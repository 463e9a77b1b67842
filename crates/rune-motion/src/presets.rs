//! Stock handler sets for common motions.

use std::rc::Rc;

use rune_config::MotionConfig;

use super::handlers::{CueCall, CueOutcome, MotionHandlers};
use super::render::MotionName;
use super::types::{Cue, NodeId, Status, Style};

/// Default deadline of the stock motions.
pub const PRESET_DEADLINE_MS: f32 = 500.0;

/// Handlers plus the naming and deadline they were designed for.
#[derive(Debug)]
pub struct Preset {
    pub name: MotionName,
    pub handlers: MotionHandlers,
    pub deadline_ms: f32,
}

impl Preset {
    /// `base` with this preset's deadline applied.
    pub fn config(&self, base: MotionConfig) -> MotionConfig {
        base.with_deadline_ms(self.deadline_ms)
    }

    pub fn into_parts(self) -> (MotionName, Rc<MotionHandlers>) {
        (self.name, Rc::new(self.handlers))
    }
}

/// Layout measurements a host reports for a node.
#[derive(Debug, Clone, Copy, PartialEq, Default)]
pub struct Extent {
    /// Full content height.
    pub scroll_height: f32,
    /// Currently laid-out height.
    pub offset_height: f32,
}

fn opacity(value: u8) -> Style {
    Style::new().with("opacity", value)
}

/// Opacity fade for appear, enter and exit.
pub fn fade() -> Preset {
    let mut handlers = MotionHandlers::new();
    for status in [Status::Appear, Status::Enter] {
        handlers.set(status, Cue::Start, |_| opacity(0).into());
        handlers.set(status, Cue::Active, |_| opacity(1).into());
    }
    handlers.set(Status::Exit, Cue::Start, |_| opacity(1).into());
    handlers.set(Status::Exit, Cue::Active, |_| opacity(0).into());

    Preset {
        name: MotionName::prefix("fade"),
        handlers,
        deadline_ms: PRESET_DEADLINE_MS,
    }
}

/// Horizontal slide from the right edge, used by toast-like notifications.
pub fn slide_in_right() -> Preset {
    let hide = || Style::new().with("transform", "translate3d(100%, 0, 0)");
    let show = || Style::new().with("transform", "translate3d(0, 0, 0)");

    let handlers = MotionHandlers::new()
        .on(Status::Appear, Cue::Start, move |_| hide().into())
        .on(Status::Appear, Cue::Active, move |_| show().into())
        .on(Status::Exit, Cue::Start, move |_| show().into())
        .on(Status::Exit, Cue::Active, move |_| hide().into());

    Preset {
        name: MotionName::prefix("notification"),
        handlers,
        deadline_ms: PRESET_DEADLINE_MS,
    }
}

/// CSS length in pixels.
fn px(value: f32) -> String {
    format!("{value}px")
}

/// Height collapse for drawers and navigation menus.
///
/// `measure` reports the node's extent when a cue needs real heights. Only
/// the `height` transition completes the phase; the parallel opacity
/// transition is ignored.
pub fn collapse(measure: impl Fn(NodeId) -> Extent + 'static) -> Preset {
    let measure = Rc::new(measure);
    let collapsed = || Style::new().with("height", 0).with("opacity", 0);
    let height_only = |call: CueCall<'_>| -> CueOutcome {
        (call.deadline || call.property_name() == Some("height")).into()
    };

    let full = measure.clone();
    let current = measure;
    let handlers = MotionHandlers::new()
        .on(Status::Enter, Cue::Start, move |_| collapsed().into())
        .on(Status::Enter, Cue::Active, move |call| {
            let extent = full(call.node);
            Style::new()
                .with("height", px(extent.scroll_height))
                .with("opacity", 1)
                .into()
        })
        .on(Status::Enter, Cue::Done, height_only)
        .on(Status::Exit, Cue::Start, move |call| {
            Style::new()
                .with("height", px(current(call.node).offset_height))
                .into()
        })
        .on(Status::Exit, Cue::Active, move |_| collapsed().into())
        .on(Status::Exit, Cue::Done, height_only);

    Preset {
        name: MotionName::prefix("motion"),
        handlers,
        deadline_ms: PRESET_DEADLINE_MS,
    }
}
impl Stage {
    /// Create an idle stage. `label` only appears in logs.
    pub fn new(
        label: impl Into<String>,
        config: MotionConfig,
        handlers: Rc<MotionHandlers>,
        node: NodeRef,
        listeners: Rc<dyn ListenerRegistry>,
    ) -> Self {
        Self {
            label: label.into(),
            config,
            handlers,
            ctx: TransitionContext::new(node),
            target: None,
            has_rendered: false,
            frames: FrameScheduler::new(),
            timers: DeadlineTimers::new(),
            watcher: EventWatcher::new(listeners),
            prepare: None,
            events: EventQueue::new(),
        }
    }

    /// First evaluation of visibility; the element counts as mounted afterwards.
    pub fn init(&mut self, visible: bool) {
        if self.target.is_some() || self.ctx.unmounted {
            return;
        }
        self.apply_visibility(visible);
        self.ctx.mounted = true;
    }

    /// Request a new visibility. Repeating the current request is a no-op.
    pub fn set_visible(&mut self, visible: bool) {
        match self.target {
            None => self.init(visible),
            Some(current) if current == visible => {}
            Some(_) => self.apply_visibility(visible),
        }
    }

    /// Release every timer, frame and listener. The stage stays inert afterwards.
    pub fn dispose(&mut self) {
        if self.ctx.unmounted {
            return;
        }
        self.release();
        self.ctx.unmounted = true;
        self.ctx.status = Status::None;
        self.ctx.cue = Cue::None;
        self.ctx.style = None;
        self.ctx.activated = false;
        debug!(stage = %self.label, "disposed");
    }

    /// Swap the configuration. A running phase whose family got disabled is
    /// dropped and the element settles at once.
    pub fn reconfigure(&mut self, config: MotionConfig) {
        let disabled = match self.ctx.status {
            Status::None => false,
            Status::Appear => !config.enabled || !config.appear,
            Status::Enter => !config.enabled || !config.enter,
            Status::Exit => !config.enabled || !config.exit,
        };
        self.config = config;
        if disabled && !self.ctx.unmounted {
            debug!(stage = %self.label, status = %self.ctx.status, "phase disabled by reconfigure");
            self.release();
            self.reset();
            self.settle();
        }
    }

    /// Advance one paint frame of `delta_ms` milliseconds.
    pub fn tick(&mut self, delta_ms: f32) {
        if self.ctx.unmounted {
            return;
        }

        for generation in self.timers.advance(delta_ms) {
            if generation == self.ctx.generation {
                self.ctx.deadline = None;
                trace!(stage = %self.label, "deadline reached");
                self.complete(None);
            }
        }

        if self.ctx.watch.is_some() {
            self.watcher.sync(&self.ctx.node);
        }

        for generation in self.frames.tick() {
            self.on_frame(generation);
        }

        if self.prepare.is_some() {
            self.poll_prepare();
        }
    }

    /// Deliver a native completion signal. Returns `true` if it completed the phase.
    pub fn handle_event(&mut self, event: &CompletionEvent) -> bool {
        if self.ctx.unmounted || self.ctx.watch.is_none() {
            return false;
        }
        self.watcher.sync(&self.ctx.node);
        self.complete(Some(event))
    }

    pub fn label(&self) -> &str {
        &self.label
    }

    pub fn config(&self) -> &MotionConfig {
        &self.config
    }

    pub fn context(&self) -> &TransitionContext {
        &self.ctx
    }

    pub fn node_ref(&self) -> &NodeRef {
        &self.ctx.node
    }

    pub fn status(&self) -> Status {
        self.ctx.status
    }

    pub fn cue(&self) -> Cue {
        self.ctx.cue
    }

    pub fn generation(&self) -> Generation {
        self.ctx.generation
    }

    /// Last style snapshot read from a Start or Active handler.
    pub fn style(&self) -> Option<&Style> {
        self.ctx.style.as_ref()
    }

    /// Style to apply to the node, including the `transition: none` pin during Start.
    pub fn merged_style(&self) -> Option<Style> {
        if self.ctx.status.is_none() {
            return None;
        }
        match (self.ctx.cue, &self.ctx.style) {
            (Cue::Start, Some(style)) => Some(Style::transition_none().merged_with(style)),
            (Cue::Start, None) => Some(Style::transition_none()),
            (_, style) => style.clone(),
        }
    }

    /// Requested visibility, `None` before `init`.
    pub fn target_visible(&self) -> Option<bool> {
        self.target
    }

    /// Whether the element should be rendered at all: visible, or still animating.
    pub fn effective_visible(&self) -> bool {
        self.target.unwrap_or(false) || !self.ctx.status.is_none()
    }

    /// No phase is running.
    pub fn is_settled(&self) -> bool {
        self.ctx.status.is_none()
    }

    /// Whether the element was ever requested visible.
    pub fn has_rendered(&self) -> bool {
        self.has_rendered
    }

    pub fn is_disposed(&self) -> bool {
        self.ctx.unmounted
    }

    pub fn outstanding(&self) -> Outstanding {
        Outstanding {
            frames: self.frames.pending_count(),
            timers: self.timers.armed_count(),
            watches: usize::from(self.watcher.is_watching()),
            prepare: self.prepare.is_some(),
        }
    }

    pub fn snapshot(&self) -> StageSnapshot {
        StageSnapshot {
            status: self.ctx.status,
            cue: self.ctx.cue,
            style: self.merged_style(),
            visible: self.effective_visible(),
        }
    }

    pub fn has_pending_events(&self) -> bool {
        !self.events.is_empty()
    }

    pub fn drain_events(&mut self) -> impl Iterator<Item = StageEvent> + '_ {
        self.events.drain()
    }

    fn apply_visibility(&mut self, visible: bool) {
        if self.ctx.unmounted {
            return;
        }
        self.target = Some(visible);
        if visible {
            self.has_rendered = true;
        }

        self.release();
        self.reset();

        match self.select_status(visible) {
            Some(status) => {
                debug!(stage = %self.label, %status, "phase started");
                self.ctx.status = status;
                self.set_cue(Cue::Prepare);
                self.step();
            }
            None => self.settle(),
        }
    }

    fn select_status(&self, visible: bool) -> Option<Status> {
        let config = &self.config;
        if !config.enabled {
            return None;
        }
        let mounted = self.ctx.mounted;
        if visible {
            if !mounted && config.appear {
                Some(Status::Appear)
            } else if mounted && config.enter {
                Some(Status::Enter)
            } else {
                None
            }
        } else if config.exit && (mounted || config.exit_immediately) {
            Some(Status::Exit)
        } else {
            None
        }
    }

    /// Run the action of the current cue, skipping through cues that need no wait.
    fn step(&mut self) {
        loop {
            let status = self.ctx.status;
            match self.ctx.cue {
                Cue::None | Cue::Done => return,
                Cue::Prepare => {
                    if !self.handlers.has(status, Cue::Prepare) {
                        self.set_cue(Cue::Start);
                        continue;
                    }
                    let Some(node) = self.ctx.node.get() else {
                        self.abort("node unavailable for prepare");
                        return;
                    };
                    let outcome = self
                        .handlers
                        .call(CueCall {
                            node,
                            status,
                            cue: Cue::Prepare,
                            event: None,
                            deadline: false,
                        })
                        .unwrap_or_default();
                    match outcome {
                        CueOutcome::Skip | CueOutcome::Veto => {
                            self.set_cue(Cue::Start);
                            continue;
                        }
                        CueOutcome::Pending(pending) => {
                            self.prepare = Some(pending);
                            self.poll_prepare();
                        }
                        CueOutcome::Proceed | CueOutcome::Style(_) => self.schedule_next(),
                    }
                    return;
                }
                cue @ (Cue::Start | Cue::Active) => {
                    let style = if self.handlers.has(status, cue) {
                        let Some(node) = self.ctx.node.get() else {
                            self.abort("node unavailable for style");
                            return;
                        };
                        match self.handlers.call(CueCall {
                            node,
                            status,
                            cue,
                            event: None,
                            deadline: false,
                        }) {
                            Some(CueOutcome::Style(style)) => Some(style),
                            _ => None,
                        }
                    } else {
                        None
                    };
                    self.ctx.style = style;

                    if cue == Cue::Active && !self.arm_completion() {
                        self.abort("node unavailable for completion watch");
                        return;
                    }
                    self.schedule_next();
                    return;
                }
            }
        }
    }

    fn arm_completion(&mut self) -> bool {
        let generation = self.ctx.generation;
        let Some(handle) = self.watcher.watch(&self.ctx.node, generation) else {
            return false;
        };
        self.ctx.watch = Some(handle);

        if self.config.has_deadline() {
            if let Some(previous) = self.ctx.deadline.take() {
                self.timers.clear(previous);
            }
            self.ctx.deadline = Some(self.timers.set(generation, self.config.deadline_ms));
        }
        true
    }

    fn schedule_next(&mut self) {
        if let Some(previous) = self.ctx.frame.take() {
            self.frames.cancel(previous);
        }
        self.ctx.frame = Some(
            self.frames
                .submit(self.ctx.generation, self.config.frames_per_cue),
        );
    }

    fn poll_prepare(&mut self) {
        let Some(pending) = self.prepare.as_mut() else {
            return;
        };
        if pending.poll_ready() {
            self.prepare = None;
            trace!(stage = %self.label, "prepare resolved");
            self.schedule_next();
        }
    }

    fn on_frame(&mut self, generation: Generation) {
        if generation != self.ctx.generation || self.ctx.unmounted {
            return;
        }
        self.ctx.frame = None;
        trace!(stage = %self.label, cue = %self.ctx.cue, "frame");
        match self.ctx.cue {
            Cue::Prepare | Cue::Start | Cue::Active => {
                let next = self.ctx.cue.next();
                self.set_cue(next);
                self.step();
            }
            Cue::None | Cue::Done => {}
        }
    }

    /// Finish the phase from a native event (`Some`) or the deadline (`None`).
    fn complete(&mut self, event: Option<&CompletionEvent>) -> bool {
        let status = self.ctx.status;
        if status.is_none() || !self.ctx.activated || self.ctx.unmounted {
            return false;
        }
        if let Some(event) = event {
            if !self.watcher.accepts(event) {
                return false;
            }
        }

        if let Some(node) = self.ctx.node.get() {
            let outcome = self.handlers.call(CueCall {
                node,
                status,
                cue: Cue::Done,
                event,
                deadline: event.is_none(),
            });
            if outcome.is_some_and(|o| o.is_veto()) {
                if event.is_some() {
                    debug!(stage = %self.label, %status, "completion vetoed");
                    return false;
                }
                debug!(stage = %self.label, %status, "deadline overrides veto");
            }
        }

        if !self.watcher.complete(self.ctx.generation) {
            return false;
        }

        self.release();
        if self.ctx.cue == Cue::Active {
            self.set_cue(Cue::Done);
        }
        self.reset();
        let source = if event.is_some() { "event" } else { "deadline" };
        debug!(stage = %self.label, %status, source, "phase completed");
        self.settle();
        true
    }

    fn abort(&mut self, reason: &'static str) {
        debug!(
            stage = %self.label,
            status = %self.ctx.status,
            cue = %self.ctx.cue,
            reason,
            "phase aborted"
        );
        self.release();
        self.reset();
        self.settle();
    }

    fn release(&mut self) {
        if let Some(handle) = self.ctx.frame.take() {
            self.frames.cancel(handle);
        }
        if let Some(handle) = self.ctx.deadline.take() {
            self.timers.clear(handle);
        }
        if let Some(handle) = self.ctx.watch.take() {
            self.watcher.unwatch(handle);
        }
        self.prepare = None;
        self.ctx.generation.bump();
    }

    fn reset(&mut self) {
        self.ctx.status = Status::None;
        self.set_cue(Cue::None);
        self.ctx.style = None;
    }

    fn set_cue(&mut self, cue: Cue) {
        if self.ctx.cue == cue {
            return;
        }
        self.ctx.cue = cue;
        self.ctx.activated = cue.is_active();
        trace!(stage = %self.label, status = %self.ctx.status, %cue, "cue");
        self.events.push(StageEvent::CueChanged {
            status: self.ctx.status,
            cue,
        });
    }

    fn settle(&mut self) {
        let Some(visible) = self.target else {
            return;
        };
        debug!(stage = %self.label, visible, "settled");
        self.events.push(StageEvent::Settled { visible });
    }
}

_ _ _ _

→ **Work to be completed**
Each line of the material that has the word "CompletionEvent" belongs in the answer.

→ **Solution to the exercise**
    pub fn handle_event(&mut self, event: &CompletionEvent) -> bool {
    fn complete(&mut self, event: Option<&CompletionEvent>) -> bool {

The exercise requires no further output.